It is HOT in the Tennessee Valley this week, and that comes as no surprise as we are rolling into the heart of summer now. Tomorrow is the start of July, and July to the first half of August is typically the hottest part of the year here. Let’s look at some climatological stats from our area to see what “normal” July weather is all about in our part of the Tennessee Valley. For these stats, we have to use the NWS climate reporting site that is both closest and centrally located to our viewing area. That will be the Northwest Alabama Regional Airport in Muscle Shoals…

The daytime high for the month averages around 91.6 degrees, with that changing very little from the start to end of the month. The overnight average low is 71.4 degrees. We can certainly still see a wide range in temperatures though, even at this time of the year. The record monthly high was 108, set back in 1930. Astonishingly, the record low was 49 degrees! That was set back in 1937.

Unless we see a big thunderstorm complex roll through or we have a landfalling tropical system, rain in the month of July is usually scattered, random, and uneven across the map. Having said that, we do still typically average around 4.78″ of precipitation for the month. We are near the Gulf, and with moisture feeding in from there and sometimes the Atlantic, scattered heat of the day showers and thunderstorms are often to be expected.

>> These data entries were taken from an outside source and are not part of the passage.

//! Health of the pipeline's external dependencies.

use serde::{Deserialize, Serialize};
use std::sync::atomic::{AtomicBool, Ordering};

/// Health status for the service as a whole.
#[derive(Debug, Clone, Copy, PartialEq, Eq, Serialize, Deserialize)]
#[serde(rename_all = "lowercase")]
pub enum HealthStatus {
    Healthy,
    Degraded,
    Unhealthy,
}

impl HealthStatus {
    pub fn is_healthy(&self) -> bool {
        matches!(self, Self::Healthy)
    }
}

/// Component health state.
///
/// Components start healthy; the first failure flips them.
#[derive(Debug)]
pub struct ComponentHealth {
    name: &'static str,
    healthy: AtomicBool,
    message: parking_lot::RwLock<Option<String>>,
}

impl ComponentHealth {
    pub const fn new(name: &'static str) -> Self {
        Self {
            name,
            healthy: AtomicBool::new(true),
            message: parking_lot::RwLock::new(None),
        }
    }

    pub fn set_healthy(&self) {
        if !self.healthy.swap(true, Ordering::Relaxed) {
            *self.message.write() = None;
            tracing::info!(component = self.name, "Component recovered");
        }
    }

    pub fn set_unhealthy(&self, msg: impl Into<String>) {
        let msg = msg.into();
        if self.healthy.swap(false, Ordering::Relaxed) {
            tracing::warn!(component = self.name, reason = %msg, "Component unhealthy");
        }
        *self.message.write() = Some(msg);
    }

    pub fn is_healthy(&self) -> bool {
        self.healthy.load(Ordering::Relaxed)
    }

    pub fn name(&self) -> &'static str {
        self.name
    }

    pub fn message(&self) -> Option<String> {
        self.message.read().clone()
    }

    fn report(&self) -> ComponentHealthReport {
        ComponentHealthReport {
            name: self.name.to_string(),
            healthy: self.is_healthy(),
            message: self.message(),
        }
    }
}

/// Aggregated health status.
#[derive(Debug, Clone, Serialize, Deserialize)]
pub struct HealthReport {
    pub status: HealthStatus,
    pub components: Vec<ComponentHealthReport>,
}

#[derive(Debug, Clone, Serialize, Deserialize)]
pub struct ComponentHealthReport {
    pub name: String,
    pub healthy: bool,
    pub message: Option<String>,
}

/// Health registry.
pub struct HealthRegistry {
    /// Earth-observation provider
    pub provider: ComponentHealth,
    /// Outbound alert sink
    pub alert_bus: ComponentHealth,
}

impl HealthRegistry {
    pub const fn new() -> Self {
        Self {
            provider: ComponentHealth::new("provider"),
            alert_bus: ComponentHealth::new("alert_bus"),
        }
    }

    /// Generate a health report.
    ///
    /// The provider is the only hard dependency: without it nothing is
    /// ingested. A broken alert bus only degrades the service.
    pub fn report(&self) -> HealthReport {
        let components = vec![self.provider.report(), self.alert_bus.report()];

        let status = if components.iter().all(|c| c.healthy) {
            HealthStatus::Healthy
        } else if self.provider.is_healthy() {
            HealthStatus::Degraded
        } else {
            HealthStatus::Unhealthy
        };

        HealthReport { status, components }
    }
}

impl Default for HealthRegistry {
    fn default() -> Self {
        Self::new()
    }
}

/// Global health registry.
pub static HEALTH: std::sync::LazyLock<HealthRegistry> =
    std::sync::LazyLock::new(HealthRegistry::new);

/// Get the global health registry.
pub fn health() -> &'static HealthRegistry {
    &HEALTH
}
//! Provider configuration.

use std::time::Duration;

use serde::{Deserialize, Serialize};

/// Provider HTTP client configuration.
#[derive(Debug, Clone, Serialize, Deserialize)]
pub struct ProviderConfig {
    /// Provider API base URL
    pub base_url: String,
    /// OAuth2 token endpoint (client-credentials grant)
    #[serde(default = "default_token_url")]
    pub token_url: String,
    /// OAuth2 client id (optional for unauthenticated providers)
    pub client_id: Option<String>,
    /// OAuth2 client secret
    pub client_secret: Option<String>,
    /// Request timeout in seconds
    #[serde(default = "default_request_timeout_secs")]
    pub request_timeout_secs: u64,
    /// Maximum acceptable cloud coverage percentage
    #[serde(default = "default_max_cloud_coverage")]
    pub max_cloud_coverage: u8,
    /// Access token cache lifetime in seconds
    #[serde(default = "default_token_ttl_secs")]
    pub token_ttl_secs: u64,
}

fn default_token_url() -> String {
    "https://services.sentinel-hub.com/oauth/token".to_string()
}

fn default_request_timeout_secs() -> u64 {
    60
}

fn default_max_cloud_coverage() -> u8 {
    30
}

fn default_token_ttl_secs() -> u64 {
    50 * 60
}

impl Default for ProviderConfig {
    fn default() -> Self {
        Self {
            base_url: "http://localhost:8090".to_string(),
            token_url: default_token_url(),
            client_id: None,
            client_secret: None,
            request_timeout_secs: default_request_timeout_secs(),
            max_cloud_coverage: default_max_cloud_coverage(),
            token_ttl_secs: default_token_ttl_secs(),
        }
    }
}

impl ProviderConfig {
    pub fn request_timeout(&self) -> Duration {
        Duration::from_secs(self.request_timeout_secs)
    }

    pub fn token_ttl(&self) -> Duration {
        Duration::from_secs(self.token_ttl_secs)
    }

    /// Client credentials, when both halves are configured.
    pub fn credentials(&self) -> Option<(&str, &str)> {
        match (&self.client_id, &self.client_secret) {
            (Some(id), Some(secret)) if !id.is_empty() && !secret.is_empty() => {
                Some((id.as_str(), secret.as_str()))
            }
            _ => None,
        }
    }

    /// Endpoint returning per-pixel values.
    pub fn values_url(&self) -> String {
        format!("{}/values", self.base_url.trim_end_matches('/'))
    }
}
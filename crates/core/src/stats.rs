//! Per-parcel pixel statistics.

use serde::{Deserialize, Serialize};

use crate::error::{Error, Result};

/// Inclusive range of values a sensor can produce for an index.
#[derive(Debug, Clone, Copy, PartialEq, Serialize, Deserialize)]
pub struct ValidRange {
    pub min: f64,
    pub max: f64,
}

impl ValidRange {
    pub const fn new(min: f64, max: f64) -> Self {
        Self { min, max }
    }

    pub fn contains(&self, value: f64) -> bool {
        value.is_finite() && value >= self.min && value <= self.max
    }
}

/// Summary statistics over the valid pixels of one acquisition.
#[derive(Debug, Clone, Copy, PartialEq, Serialize, Deserialize)]
pub struct Statistics {
    pub mean: f64,
    pub min: f64,
    pub max: f64,
    /// Population standard deviation.
    pub std_dev: f64,
    pub count: u64,
}

/// Reduces raw pixel values to summary statistics.
///
/// Non-finite values and values outside `range` are dropped first. Fails with
/// [`Error::InsufficientData`] when nothing survives the filter.
pub fn reduce(values: &[f64], range: ValidRange) -> Result<Statistics> {
    let mut count = 0u64;
    let mut sum = 0.0;
    let mut min = f64::INFINITY;
    let mut max = f64::NEG_INFINITY;

    for &v in values.iter().filter(|v| range.contains(**v)) {
        count += 1;
        sum += v;
        min = min.min(v);
        max = max.max(v);
    }

    if count == 0 {
        return Err(Error::InsufficientData);
    }

    // Rounding in the division can push the mean just past an extreme
    // when all pixels are equal.
    let mean = (sum / count as f64).clamp(min, max);

    let variance = values
        .iter()
        .filter(|v| range.contains(**v))
        .map(|v| (v - mean).powi(2))
        .sum::<f64>()
        / count as f64;

    Ok(Statistics {
        mean,
        min,
        max,
        std_dev: variance.sqrt(),
        count,
    })
}
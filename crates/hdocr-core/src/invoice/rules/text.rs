//! Character-level folding shared by the table and label rules.

use unicode_normalization::UnicodeNormalization;
use unicode_normalization::char::is_combining_mark;

/// Fold full-width ASCII and exotic spaces to their plain forms.
///
/// Maps U+FF01..=U+FF5E onto ASCII (`｜` → `|`, `１` → `1`), box-drawing
/// verticals onto `|`, and non-breaking or ideographic spaces onto ` `.
/// Vietnamese letters are left exactly as written.
pub fn fold_width(text: &str) -> String {
    text.chars()
        .map(|c| match c {
            '\u{FF01}'..='\u{FF5E}' => char::from_u32(c as u32 - 0xFEE0).unwrap_or(c),
            '\u{2502}' | '\u{2503}' | '\u{2223}' => '|',
            '\u{00A0}' | '\u{2007}' | '\u{202F}' | '\u{3000}' => ' ',
            _ => c,
        })
        .collect()
}

/// Lowercase, strip diacritics (`đ` → `d`), and reduce to space-separated words.
///
/// Used for matching header labels; never applied to emitted values.
pub fn fold_label(text: &str) -> String {
    let stripped: String = fold_width(text)
        .to_lowercase()
        .nfd()
        .filter(|c| !is_combining_mark(*c))
        .map(|c| match c {
            'đ' => 'd',
            c if c.is_alphanumeric() => c,
            _ => ' ',
        })
        .collect();

    collapse_whitespace(&stripped)
}

/// Collapse runs of whitespace into single spaces and trim.
pub fn collapse_whitespace(text: &str) -> String {
    text.split_whitespace().collect::<Vec<_>>().join(" ")
}
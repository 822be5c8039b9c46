//! Rules for reading Vietnamese line-item tables out of model text.

pub mod amounts;
pub mod labels;
pub mod patterns;
pub mod text;

pub use amounts::canonical_amount;
pub use labels::{EXACT_MATCH, LabelMatch, match_label};
pub use patterns::*;
pub use text::{collapse_whitespace, fold_label, fold_width};
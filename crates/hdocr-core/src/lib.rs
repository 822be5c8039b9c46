//! Core library for Vietnamese invoice line-item extraction.
//!
//! This crate provides:
//! - Line-item table extraction from vision-language model text
//! - Normalization of names and Vietnamese-formatted amounts
//! - Single-image processing with scoped staging of uploaded bytes
//! - Sequential batch processing with per-image failure isolation

#[cfg(feature = "http")]
pub mod backend;
pub mod batch;
pub mod error;
pub mod invoice;
pub mod models;
pub mod processor;

pub use batch::{BatchObserver, BatchProcessor, DEFAULT_IMAGE_EXTENSIONS, FolderSource, ImageSource};
pub use error::{HdocrError, Result, SourceError, StagingError};
pub use invoice::{ProductExtractor, RowExtractor, extract_products};
pub use models::{
    BatchConfig, BatchReport, ErrorKind, ExtractionConfig, Field, HdocrConfig, InferenceConfig,
    ItemResult, ProductRecord, TableRow,
};
pub use processor::{ImageData, ImageItem, ImageProcessor, StagedImage};

/// Re-export inference types.
pub use hdocr_inference::{InferenceBackend, InferenceError};

#[cfg(feature = "http")]
pub use backend::create_backend;

#[cfg(feature = "http")]
pub use hdocr_inference::HttpVisionBackend;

Severe storms can and do still happen in the month of July, but they are mostly restricted to either thunderstorm lines/complexes that produce widespread damaging winds or pop-up storms that produce spotty damaging straight-line winds. The tornado threat in July, overall, is very low… but it’s not completely zero. The very few tornadoes that we get in July are most typically associated with the remnants of a landfalling tropical system, but they can very occasionally happen when pop-up or clustered storms merge or within small-scale spin-ups within a line of storms. In any of these cases, they are typically the smaller, brief, lower-end type tornado instead of the big, long-track ones.

We do have to keep an eye on the tropics during the month of July. The hurricane season runs from the first of June through the end of November for the Atlantic basin. Tropical systems aren’t super frequent in July, but they DO happen, and that does sometimes even include hurricanes. The most likely zones, relatively speaking, to see development would be off the East Coast of the U.S. and back through the Gulf. Once we get later into July, tropical systems start to become more possible in the Caribbean back into the central Atlantic as African wave systems start to get more organized.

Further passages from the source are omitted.